Somehow, Los Angeles has stunned the new odds-on favorite with two wins at Scottrade Center to stay flawless on the road in the playoffs (5-0).
That's why I have to say that the Kings are the NHL's biggest surprise of the playoffs. And it's really not solely because they extinguished the Cup dreams of the West's No. 1 seed. It's the dominating fashion in which they've beaten teams.
A huge part of that is due to the play of goaltender Jonathan Quick, who should have been nominated as a Hart Trophy finalist for "most valuable player to his team." Unlike Steven Stamkos, Quick actually made a tangible difference in his team's standing.
Quick has a sterling 6-1 record with a 1.56 goals against-average and ridiculous .952 save percentage through the Kings' first seven games.
Sometimes, it's hard to believe this is the same Los Angeles team that fired coach Terry Murray in December.
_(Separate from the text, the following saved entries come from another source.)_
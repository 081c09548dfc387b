//! Class balancing of the training partition.
//!
//! When inactives outnumber actives, synthetic actives are generated with
//! SMOTE: pick a random active row, pick one of its `k` nearest active
//! neighbours, and interpolate at a random point between them. Synthetic rows
//! are appended after the original rows. The test partition is never touched.
use log::info;
use ndarray::{concatenate, Array1, Array2, ArrayView1, Axis};
use rand::rngs::StdRng;
use rand::{Rng, SeedableRng};

use crate::error::{PipelineError, Result};
use crate::features::FeatureFrame;

/// Neighbours considered per minority row.
pub const SMOTE_NEIGHBORS: usize = 5;

/// Class counts around the balancing step.
#[derive(Debug, Clone, Copy, PartialEq, Eq)]
pub struct BalanceReport {
    /// `(negatives, positives)` before.
    pub before: (usize, usize),
    /// `(negatives, positives)` after.
    pub after: (usize, usize),
}

impl BalanceReport {
    /// Whether SMOTE added any rows.
    pub fn applied(&self) -> bool {
        self.before != self.after
    }

    /// Key/value pairs for the `Balance` result block.
    pub fn entries(&self) -> Vec<(String, String)> {
        vec![
            ("inactive before".to_string(), self.before.0.to_string()),
            ("active before".to_string(), self.before.1.to_string()),
            ("inactive after".to_string(), self.after.0.to_string()),
            ("active after".to_string(), self.after.1.to_string()),
        ]
    }
}

fn sq_dist(a: ArrayView1<f64>, b: ArrayView1<f64>) -> f64 {
    a.iter().zip(b.iter()).map(|(u, v)| (u - v) * (u - v)).sum()
}

/// Oversample actives up to the inactive count if inactives are the strict
/// majority; otherwise return the frame unchanged.
pub fn balance(train: FeatureFrame, seed: u64) -> Result<(FeatureFrame, BalanceReport)> {
    let before = train.class_counts();
    let (neg, pos) = before;
    if neg <= pos {
        return Ok((train, BalanceReport { before, after: before }));
    }
    if pos == 0 {
        return Err(PipelineError::DegeneratePartition {
            data_set: "training set".into(),
            message: "no active rows to oversample".into(),
        });
    }

    let minority: Vec<usize> = (0..train.y.len()).filter(|&i| train.y[i] == 1).collect();
    let x_min = train.x.select(Axis(0), &minority);
    let neighbors = nearest_neighbors(&x_min, SMOTE_NEIGHBORS);

    let n_new = neg - pos;
    let mut rng = StdRng::seed_from_u64(seed);
    let mut synthetic = Array2::<f64>::zeros((n_new, train.x.ncols()));
    for mut row in synthetic.rows_mut() {
        let i = rng.gen_range(0..x_min.nrows());
        let base = x_min.row(i);
        match neighbors[i].as_slice() {
            [] => row.assign(&base),
            nn => {
                let j = nn[rng.gen_range(0..nn.len())];
                let gap: f64 = rng.gen();
                let other = x_min.row(j);
                row.assign(&(&base + &((&other - &base) * gap)));
            }
        }
    }

    let x = concatenate(Axis(0), &[train.x.view(), synthetic.view()])
        .map_err(|e| PipelineError::SchemaMismatch(e.to_string()))?;
    let y = concatenate(
        Axis(0),
        &[train.y.view(), Array1::from_elem(n_new, 1usize).view()],
    )
    .map_err(|e| PipelineError::SchemaMismatch(e.to_string()))?;

    let balanced = FeatureFrame {
        columns: train.columns,
        x,
        y,
    };
    let report = BalanceReport {
        before,
        after: balanced.class_counts(),
    };
    info!("SMOTE: {:?} -> {:?} (inactive, active)", report.before, report.after);
    Ok((balanced, report))
}

/// Indices of the `k` nearest other rows for every row (ties by index).
fn nearest_neighbors(x: &Array2<f64>, k: usize) -> Vec<Vec<usize>> {
    let n = x.nrows();
    (0..n)
        .map(|i| {
            let mut others: Vec<(f64, usize)> = (0..n)
                .filter(|&j| j != i)
                .map(|j| (sq_dist(x.row(i), x.row(j)), j))
                .collect();
            others.sort_by(|a, b| a.0.total_cmp(&b.0));
            others.into_iter().take(k).map(|(_, j)| j).collect()
        })
        .collect()
}
//! Leakage-controlled train/test partitioning.
//!
//! A [`PartitionStrategy`] turns the resolved replicate rows of one isoform into
//! two disjoint sets of compound ids for one similarity threshold:
//!
//! - [`analog::AnalogClusterSplit`]: precomputed analog cluster lists, with a
//!   positional split inside actives and inactives and per-compound replicate
//!   truncation.
//! - [`max_tanimoto::MaxTanimotoSplit`]: precomputed train/test id tables whose
//!   maximum train–test Tanimoto similarity is bounded by the threshold.
//!
//! Both variants work at the compound level. [`replicates::expand`] then maps
//! the id sets back onto replicate rows, which is what the models train on.
use std::collections::{HashMap, HashSet};

use crate::config::{Config, PartitionVariant};
use crate::data_io::{read_id_list, read_id_table, InputLayout};
use crate::error::{PipelineError, Result};
use crate::records::{Activity, CompoundRecord};
use crate::scoring::Normalized;

pub mod analog;
pub mod max_tanimoto;
pub mod replicates;

pub use analog::AnalogClusterSplit;
pub use max_tanimoto::MaxTanimotoSplit;

/// How many replicate rows of each compound survive re-expansion.
#[derive(Debug, Clone, PartialEq, Eq)]
pub enum ReplicateQuota {
    /// Every replicate row is kept.
    All,
    /// Keep the first `n` rows of each listed compound.
    PerCompound(HashMap<u64, usize>),
}

impl ReplicateQuota {
    /// Rows of `id` allowed through re-expansion.
    pub fn limit(&self, id: u64) -> usize {
        match self {
            ReplicateQuota::All => usize::MAX,
            ReplicateQuota::PerCompound(map) => map.get(&id).copied().unwrap_or(0),
        }
    }
}

/// Disjoint train/test compound ids for one isoform × threshold.
#[derive(Debug, Clone, PartialEq, Eq)]
pub struct Partition {
    /// Training compound ids.
    pub train: Vec<u64>,
    /// Test compound ids.
    pub test: Vec<u64>,
    /// Replicate rows kept per compound.
    pub quota: ReplicateQuota,
}

impl Partition {
    /// Number of compound ids present on both sides.
    pub fn overlap(&self) -> usize {
        let test: HashSet<u64> = self.test.iter().copied().collect();
        self.train.iter().filter(|id| test.contains(id)).count()
    }

    /// Fail with [`PipelineError::Leakage`] when an id sits on both sides.
    pub fn ensure_disjoint(&self) -> Result<()> {
        match self.overlap() {
            0 => Ok(()),
            n => Err(PipelineError::Leakage(n)),
        }
    }

    /// Replicate rows for the train and test sides, in input row order.
    pub fn expand<'a>(
        &self,
        records: &'a [CompoundRecord],
    ) -> (Vec<&'a CompoundRecord>, Vec<&'a CompoundRecord>) {
        (
            replicates::expand(records, &self.train, &self.quota),
            replicates::expand(records, &self.test, &self.quota),
        )
    }
}

/// A similarity-control strategy producing a compound-level split.
pub trait PartitionStrategy {
    /// Short label used in logs and snapshot file names.
    fn label(&self) -> &'static str;

    /// Split the resolved rows of one isoform.
    ///
    /// `records` holds every replicate (actives first); `normalized` holds one
    /// representative per compound.
    fn partition(&self, records: &[CompoundRecord], normalized: &Normalized) -> Result<Partition>;

    /// File name of the persisted test-set snapshot.
    fn snapshot_file(&self, isoform: &str, threshold: u32) -> String {
        format!("{}_{isoform}_{threshold}.csv", self.label())
    }
}

/// Read the external membership files for one iteration and build the
/// configured strategy.
pub fn load_strategy(
    config: &Config,
    layout: &InputLayout,
    isoform: &str,
    threshold: u32,
) -> Result<Box<dyn PartitionStrategy>> {
    match config.partition {
        PartitionVariant::AnalogCluster => {
            let actives = read_id_list(layout.analog_cluster_list(isoform, Activity::Active, threshold))?;
            let inactives =
                read_id_list(layout.analog_cluster_list(isoform, Activity::Inactive, threshold))?;
            Ok(Box::new(AnalogClusterSplit::new(
                actives,
                inactives,
                config.test_size,
                config.max_replicates,
            )))
        }
        PartitionVariant::MaxTanimoto => {
            let train = read_id_table(layout.max_tc_train_table(isoform, threshold))?;
            let test = read_id_table(layout.max_tc_test_table(isoform))?;
            let mut split = MaxTanimotoSplit::new(train, test);
            if let Some(size) = config.reference_size(isoform) {
                split = split.with_reference_size(size, config.seed)?;
            }
            Ok(Box::new(split))
        }
    }
}

#[cfg(test)]
mod tests {
    use super::*;

    #[test]
    fn overlap_is_counted_on_compound_ids() {
        let p = Partition {
            train: vec![1, 2, 3],
            test: vec![3, 4],
            quota: ReplicateQuota::All,
        };
        assert_eq!(p.overlap(), 1);
        assert!(matches!(p.ensure_disjoint(), Err(PipelineError::Leakage(1))));
    }

    #[test]
    fn unlisted_ids_get_no_replicates() {
        let quota = ReplicateQuota::PerCompound(HashMap::from([(5, 2)]));
        assert_eq!(quota.limit(5), 2);
        assert_eq!(quota.limit(6), 0);
        assert_eq!(ReplicateQuota::All.limit(6), usize::MAX);
    }
}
Captain Dustin Brown, a beast in the playoffs, was once thought to be on the trade block. It's taken some time to adjust, but it seems like Lombardi's bold moves to add former Flyers Jeff Carter and Mike Richards have paid off. Richards and Carter have combined for 31 points in the Kings' last 23 games.
Los Angeles is scoring at a 2.86 goals per-game clip in the playoffs, where it is supposed to be harder to score, above their second-worst 2.32 goals per-game run during the regular season. And Quick is keeping them out at the other end.
That chemistry couldn't possibly be setting up a ‘Flyers East' vs. ‘Flyers West' matchup in a Stanley Cup final, could it? Then again, it wouldn't be the most shocking part of this year's playoff run.